Figure 1: Micelle formation upon reaching the CMC

The CMC can be measured using more than thirty different techniques. These consist of the solubilization method, dye adsorption method, surface tension method, and others. Nesmerak and Nemcova have classified the methods used to measure the CMC into two categories: Direct methods and indirect methods. Through the use of direct methods, variations in surfactant concentration are seen to cause changes in certain properties of the surfactant solution. Consequently, the observed solution property, such as viscosity, electrical conductivity, refractive index, and slope change, is used to calculate the CMC. Conversely, indirect methods determine the CMC by monitoring a change in a particular property of a probe (a material added to the surfactant solution) in response to a variation in the surfactant concentration.

Nesmerak and Nemcova cite the voltammetric and spectrometric methods as examples of such techniques. IFT measurement is the most widely used technique to ascertain the CMC in surfactant EOR applications.

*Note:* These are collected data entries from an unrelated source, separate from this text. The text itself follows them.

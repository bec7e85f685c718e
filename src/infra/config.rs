//! Centralized configuration (environment variables + defaults).

use std::net::SocketAddr;
use std::path::PathBuf;
use std::str::FromStr;
use std::time::Duration;

use sqlx::postgres::PgConnectOptions;

use crate::infra::error::ConfigError;

fn var(name: &'static str) -> Option<String> {
    std::env::var(name).ok().filter(|v| !v.trim().is_empty())
}

fn required(name: &'static str) -> Result<String, ConfigError> {
    var(name).ok_or(ConfigError::Missing(name))
}

fn parsed_or<T>(name: &'static str, default: T) -> Result<T, ConfigError>
where
    T: FromStr,
    T::Err: std::fmt::Display,
{
    match var(name) {
        Some(v) => v.trim().parse::<T>().map_err(|e| ConfigError::Invalid {
            name,
            reason: e.to_string(),
        }),
        None => Ok(default),
    }
}

/// Postgres connection options.
///
/// `DATABASE_URL` wins; otherwise the options are built from `DB_HOST`, `DB_PORT`,
/// `DB_USER`, `DB_PASSWORD` and `DB_NAME`.
pub fn database_options() -> Result<PgConnectOptions, ConfigError> {
    if let Some(url) = var("DATABASE_URL") {
        return PgConnectOptions::from_str(&url).map_err(|e| ConfigError::Invalid {
            name: "DATABASE_URL",
            reason: e.to_string(),
        });
    }
    Ok(compose_database_options(
        &var("DB_HOST").unwrap_or_else(|| "localhost".to_string()),
        parsed_or("DB_PORT", 5432)?,
        &var("DB_USER").unwrap_or_else(|| "postgres".to_string()),
        var("DB_PASSWORD").as_deref(),
        &var("DB_NAME").unwrap_or_else(|| "job_verification".to_string()),
    ))
}

/// Credentials are passed as-is; no URL escaping is involved.
pub fn compose_database_options(
    host: &str,
    port: u16,
    user: &str,
    password: Option<&str>,
    database: &str,
) -> PgConnectOptions {
    let options = PgConnectOptions::new()
        .host(host)
        .port(port)
        .username(user)
        .database(database);
    match password {
        Some(password) => options.password(password),
        None => options,
    }
}

/// Upper bound on concurrently checked-out store connections.
pub fn db_pool_size() -> Result<u32, ConfigError> {
    Ok(parsed_or("DB_POOL_SIZE", 10u32)?.max(1))
}

/// How long a request waits in the pool queue before failing.
pub fn db_acquire_timeout() -> Result<Duration, ConfigError> {
    parsed_or("DB_ACQUIRE_TIMEOUT_SECS", 30u64).map(Duration::from_secs)
}

/// Which backing store the ledger service uses.
#[derive(Debug, Clone, Copy, PartialEq, Eq)]
pub enum StoreKind {
    Postgres,
    Memory,
}

pub fn ledger_store() -> Result<StoreKind, ConfigError> {
    match var("LEDGER_STORE").as_deref().map(str::to_ascii_lowercase).as_deref() {
        None | Some("postgres") => Ok(StoreKind::Postgres),
        Some("memory") => Ok(StoreKind::Memory),
        Some(other) => Err(ConfigError::Invalid {
            name: "LEDGER_STORE",
            reason: format!("expected 'postgres' or 'memory', got '{}'", other),
        }),
    }
}

pub fn ledger_listen_addr() -> Result<SocketAddr, ConfigError> {
    parsed_or("LEDGER_LISTEN_ADDR", SocketAddr::from(([0, 0, 0, 0], 5000)))
}

/// Base URL of the ledger service as seen from the client.
pub fn ledger_url() -> String {
    var("LEDGER_URL")
        .unwrap_or_else(|| "http://localhost:5000".to_string())
        .trim_end_matches('/')
        .to_string()
}

pub fn ledger_timeout() -> Result<Duration, ConfigError> {
    parsed_or("LEDGER_TIMEOUT_SECS", 10u64).map(Duration::from_secs)
}

pub fn ledger_queue_capacity() -> Result<usize, ConfigError> {
    Ok(parsed_or("LEDGER_QUEUE_CAPACITY", 64usize)?.max(1))
}

pub fn ledger_refresh_interval() -> Result<Duration, ConfigError> {
    Ok(Duration::from_secs(parsed_or("LEDGER_REFRESH_SECS", 10u64)?.max(1)))
}

/// Ethereum JSON-RPC endpoint (required for wallet commands).
pub fn eth_rpc_url() -> Result<String, ConfigError> {
    required("ETH_RPC_URL")
}

/// Optional pin on the network the client is allowed to talk to.
pub fn eth_expected_chain_id() -> Result<Option<u64>, ConfigError> {
    match var("ETH_EXPECTED_CHAIN_ID") {
        Some(v) => v.trim().parse::<u64>().map(Some).map_err(|e| ConfigError::Invalid {
            name: "ETH_EXPECTED_CHAIN_ID",
            reason: e.to_string(),
        }),
        None => Ok(None),
    }
}

/// Published contract artifact (Truffle build output).
pub fn contract_artifact_path() -> PathBuf {
    var("CONTRACT_ARTIFACT")
        .map(PathBuf::from)
        .unwrap_or_else(|| PathBuf::from("build/contracts/DocumentVerification.json"))
}

/// Hex-encoded signing key. Absent means no signing agent is present.
pub fn wallet_private_key() -> Option<String> {
    var("WALLET_PRIVATE_KEY")
}

pub fn upload_gas_limit() -> Result<u64, ConfigError> {
    parsed_or("UPLOAD_GAS_LIMIT", 300_000u64)
}

pub fn rpc_timeout() -> Result<Duration, ConfigError> {
    parsed_or("RPC_TIMEOUT_SECS", 120u64).map(Duration::from_secs)
}

/// Settings for the ledger HTTP service.
#[derive(Debug, Clone)]
pub struct ServiceConfig {
    pub listen_addr: SocketAddr,
    pub store: StoreKind,
    pub pool_size: u32,
    pub acquire_timeout: Duration,
}

impl ServiceConfig {
    pub fn from_env() -> Result<Self, ConfigError> {
        Ok(Self {
            listen_addr: ledger_listen_addr()?,
            store: ledger_store()?,
            pool_size: db_pool_size()?,
            acquire_timeout: db_acquire_timeout()?,
        })
    }
}

/// Settings for the ledger client and its dispatch queue.
#[derive(Debug, Clone)]
pub struct LedgerClientConfig {
    pub base_url: String,
    pub timeout: Duration,
    pub queue_capacity: usize,
    pub refresh_interval: Duration,
}

impl LedgerClientConfig {
    pub fn from_env() -> Result<Self, ConfigError> {
        Ok(Self {
            base_url: ledger_url(),
            timeout: ledger_timeout()?,
            queue_capacity: ledger_queue_capacity()?,
            refresh_interval: ledger_refresh_interval()?,
        })
    }
}

/// Settings for the wallet / contract gateway.
#[derive(Debug, Clone)]
pub struct GatewayConfig {
    pub rpc_url: String,
    pub expected_chain_id: Option<u64>,
    pub artifact_path: PathBuf,
    pub private_key: Option<String>,
    pub gas_limit: u64,
    pub rpc_timeout: Duration,
}

impl GatewayConfig {
    pub fn from_env() -> Result<Self, ConfigError> {
        Ok(Self {
            rpc_url: eth_rpc_url()?,
            expected_chain_id: eth_expected_chain_id()?,
            artifact_path: contract_artifact_path(),
            private_key: wallet_private_key(),
            gas_limit: upload_gas_limit()?,
            rpc_timeout: rpc_timeout()?,
        })
    }
}

#[cfg(test)]
mod tests {
    use super::*;

    #[test]
    fn reserved_characters_in_credentials_keep_the_host() {
        let options = compose_database_options(
            "db.internal",
            6543,
            "ledger@ops",
            Some("a/b?c#d@e"),
            "job_verification",
        );
        assert_eq!(options.get_host(), "db.internal");
        assert_eq!(options.get_port(), 6543);
        assert_eq!(options.get_username(), "ledger@ops");
        assert_eq!(options.get_database(), Some("job_verification"));
    }
}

Hydrophilic–lipophilic balance: The Hydrophile–Lipophile Balance (HLB) is a crucial criterion for surfactant characterization. According to Kondo et al., and Reham et al., this criterion quantifies how lipophilic or hydrophilic a surfactant is. A surfactant's relative propensity to dissolve in water or oil is indicated by its HLB, which is a number on a scale from 0 to 20. A molecule made entirely of hydrophilic components has a value of 20, whereas a molecule that is completely hydrophobic (lipophilic) has a value of 0. Predicted surfactant properties based on HLB values are displayed in Table 1. Low-salinity formations require the selection of a low- HLB surfactant in order to form appropriate micro emulsions during oil recovery. Likewise, for formations with high salinity, a high-HLB surfactant ought to be chosen.

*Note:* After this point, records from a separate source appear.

//! Client for the ledger service plus a fire-and-forget dispatch queue.
//!
//! Actions never wait on the ledger: events go into a bounded queue that a detached
//! task drains. Delivery failures and overflow show up only in logs and in
//! [`DispatchStats`].

use std::sync::atomic::{AtomicU64, Ordering};
use std::sync::{Arc, Mutex};
use std::time::Duration;

use serde::Deserialize;
use tokio::sync::mpsc;
use tokio::task::JoinHandle;
use tracing::{debug, warn};

use crate::domain::{EventRecord, NewEvent};
use crate::infra::config::LedgerClientConfig;
use crate::infra::error::TransportError;

/// Acknowledgement returned by `POST /logTransaction`.
#[derive(Debug, Clone, Deserialize, PartialEq, Eq)]
pub struct InsertAck {
    pub status: String,
    #[serde(rename = "insertedId")]
    pub inserted_id: i64,
}

/// HTTP client for the ledger service.
#[derive(Clone)]
pub struct LedgerClient {
    http: reqwest::Client,
    base_url: String,
}

impl LedgerClient {
    pub fn new(base_url: impl Into<String>, timeout: Duration) -> Result<Self, TransportError> {
        let http = reqwest::Client::builder().timeout(timeout).build()?;
        Ok(Self {
            http,
            base_url: base_url.into().trim_end_matches('/').to_string(),
        })
    }

    pub fn from_config(config: &LedgerClientConfig) -> Result<Self, TransportError> {
        Self::new(config.base_url.clone(), config.timeout)
    }

    pub fn base_url(&self) -> &str {
        &self.base_url
    }

    /// Sends one event and returns the service's acknowledgement.
    pub async fn record(&self, event: &NewEvent) -> Result<InsertAck, TransportError> {
        let resp = self
            .http
            .post(format!("{}/logTransaction", self.base_url))
            .json(event)
            .send()
            .await?;

        if !resp.status().is_success() {
            let status = resp.status().as_u16();
            let body = resp.text().await.unwrap_or_default();
            return Err(TransportError::Status { status, body });
        }
        Ok(resp.json::<InsertAck>().await?)
    }

    /// Up to `limit` most recent records, newest first.
    pub async fn fetch_recent(&self, limit: usize) -> Result<Vec<EventRecord>, TransportError> {
        let resp = self
            .http
            .get(format!("{}/logs", self.base_url))
            .send()
            .await?;

        if !resp.status().is_success() {
            let status = resp.status().as_u16();
            let body = resp.text().await.unwrap_or_default();
            return Err(TransportError::Status { status, body });
        }
        let mut records = resp.json::<Vec<EventRecord>>().await?;
        records.truncate(limit);
        Ok(records)
    }

    pub async fn health(&self) -> Result<(), TransportError> {
        let resp = self
            .http
            .get(format!("{}/health", self.base_url))
            .send()
            .await?;
        if resp.status().is_success() {
            Ok(())
        } else {
            Err(TransportError::Status {
                status: resp.status().as_u16(),
                body: resp.text().await.unwrap_or_default(),
            })
        }
    }
}

/// Where the orchestrator hands finished events. Must not block or fail.
pub trait EventSink: Send + Sync {
    fn submit(&self, event: NewEvent);
}

/// Delivery counters for the dispatch queue.
#[derive(Debug, Default)]
pub struct DispatchStats {
    delivered: AtomicU64,
    failed: AtomicU64,
    dropped: AtomicU64,
}

#[derive(Debug, Clone, Copy, PartialEq, Eq, Default)]
pub struct DispatchSnapshot {
    pub delivered: u64,
    pub failed: u64,
    pub dropped: u64,
}

impl DispatchStats {
    pub fn snapshot(&self) -> DispatchSnapshot {
        DispatchSnapshot {
            delivered: self.delivered.load(Ordering::Relaxed),
            failed: self.failed.load(Ordering::Relaxed),
            dropped: self.dropped.load(Ordering::Relaxed),
        }
    }
}

/// Bounded outbound queue drained by a background task.
pub struct LedgerDispatcher {
    tx: Mutex<Option<mpsc::Sender<NewEvent>>>,
    worker: Mutex<Option<JoinHandle<()>>>,
    stats: Arc<DispatchStats>,
}

impl LedgerDispatcher {
    /// Starts the drain task. Must be called inside a Tokio runtime.
    pub fn spawn(client: LedgerClient, capacity: usize) -> Self {
        let (tx, mut rx) = mpsc::channel::<NewEvent>(capacity.max(1));
        let stats = Arc::new(DispatchStats::default());
        let worker_stats = stats.clone();

        let worker = tokio::spawn(async move {
            while let Some(event) = rx.recv().await {
                match client.record(&event).await {
                    Ok(ack) => {
                        worker_stats.delivered.fetch_add(1, Ordering::Relaxed);
                        debug!(inserted_id = ack.inserted_id, kind = ?event.kind, "ledger record stored");
                    }
                    Err(e) => {
                        worker_stats.failed.fetch_add(1, Ordering::Relaxed);
                        warn!(error = %e, kind = ?event.kind, "ledger logging failed");
                    }
                }
            }
        });

        Self {
            tx: Mutex::new(Some(tx)),
            worker: Mutex::new(Some(worker)),
            stats,
        }
    }

    pub fn stats(&self) -> DispatchSnapshot {
        self.stats.snapshot()
    }

    /// Stops accepting events and waits up to `grace` for the queue to drain.
    ///
    /// Returns `false` if the deadline passed with events still in flight.
    pub async fn close(&self, grace: Duration) -> bool {
        let tx = self.tx.lock().ok().and_then(|mut guard| guard.take());
        drop(tx);

        let worker = self.worker.lock().ok().and_then(|mut guard| guard.take());
        match worker {
            Some(handle) => match tokio::time::timeout(grace, handle).await {
                Ok(_) => true,
                Err(_) => {
                    warn!(?grace, "ledger queue not drained before shutdown");
                    false
                }
            },
            None => true,
        }
    }
}

impl EventSink for LedgerDispatcher {
    fn submit(&self, event: NewEvent) {
        let sender = match self.tx.lock() {
            Ok(guard) => guard.clone(),
            Err(_) => None,
        };
        let Some(sender) = sender else {
            self.stats.dropped.fetch_add(1, Ordering::Relaxed);
            warn!(kind = ?event.kind, "ledger queue closed; event dropped");
            return;
        };

        if let Err(e) = sender.try_send(event) {
            self.stats.dropped.fetch_add(1, Ordering::Relaxed);
            let reason = match e {
                mpsc::error::TrySendError::Full(_) => TransportError::Queue("full"),
                mpsc::error::TrySendError::Closed(_) => TransportError::Queue("closed"),
            };
            warn!(error = %reason, "ledger event dropped");
        }
    }
}

#[cfg(test)]
mod tests {
    use super::*;
    use crate::domain::EventKind;

    #[tokio::test]
    async fn unreachable_ledger_never_surfaces_to_caller() {
        let client = LedgerClient::new("http://127.0.0.1:1", Duration::from_secs(2)).unwrap();
        let dispatcher = LedgerDispatcher::spawn(client, 8);

        dispatcher.submit(NewEvent::new(EventKind::Upload).verified(true));
        dispatcher.submit(NewEvent::new(EventKind::VerifyFailed).verified(false));

        assert!(dispatcher.close(Duration::from_secs(10)).await);
        let stats = dispatcher.stats();
        assert_eq!(stats.failed, 2);
        assert_eq!(stats.delivered, 0);
    }

    #[tokio::test]
    async fn submit_after_close_is_dropped() {
        let client = LedgerClient::new("http://127.0.0.1:1", Duration::from_secs(1)).unwrap();
        let dispatcher = LedgerDispatcher::spawn(client, 1);
        assert!(dispatcher.close(Duration::from_secs(5)).await);

        dispatcher.submit(NewEvent::default());
        assert_eq!(dispatcher.stats().dropped, 1);
    }

    #[test]
    fn base_url_is_normalized() {
        let client = LedgerClient::new("http://localhost:5000/", Duration::from_secs(1)).unwrap();
        assert_eq!(client.base_url(), "http://localhost:5000");
    }
}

HLB Value Property/application
0-3 Anti-foaming agent
04-06 W/O (Water in oil) emulsifier
07-09 Wetting agent
08-18 O/W emulsifier
13-15 Detergent
10-18 Hydro-trope or solubilize

Table 1: Relation between HLB values and the expected properties/applications of surfactants.

Analysts created a few conditions for calculating the HLB values of surfactants. Investigate detailed by Griffin and Davies was among the most punctual inquire about to supply such conditions. Royer, et al. expressed Griffins condition for calculating the HLB for nonionic ethoxylated surfactants as follows:

Equation

Where MH denotes the molecular mass of the hydrophilic part of the surfactant molecule and MT denotes the total molecular mass of the surfactant molecule. Royer et al., Davies discovered that group numbers can be used to calculate the HLB values of surfactants from their chemical formulae. As shown in the following equation:

molecular mass of the surfactant molecule. Royer et al., Davies discovered that group numbers can be used to calculate the HLB values of surfactants from their chemical formulae. As shown in the following equation:

Equation

According to Davies, given a surfactant containing a number n of –CH2– groups, the HLB value is calculated as follows:

Equation

where Davies's tables are used to obtain the hydrophilic group numbers and the value of the CH2-group number is substituted with 0.475. Later, in order to ascertain the HLB values, additional researchers created experimental techniques. The Phase-Inversion Temperature (PIT), the Emulsion Inversion Point (EIP), and other techniques are the basis for some of these techniques.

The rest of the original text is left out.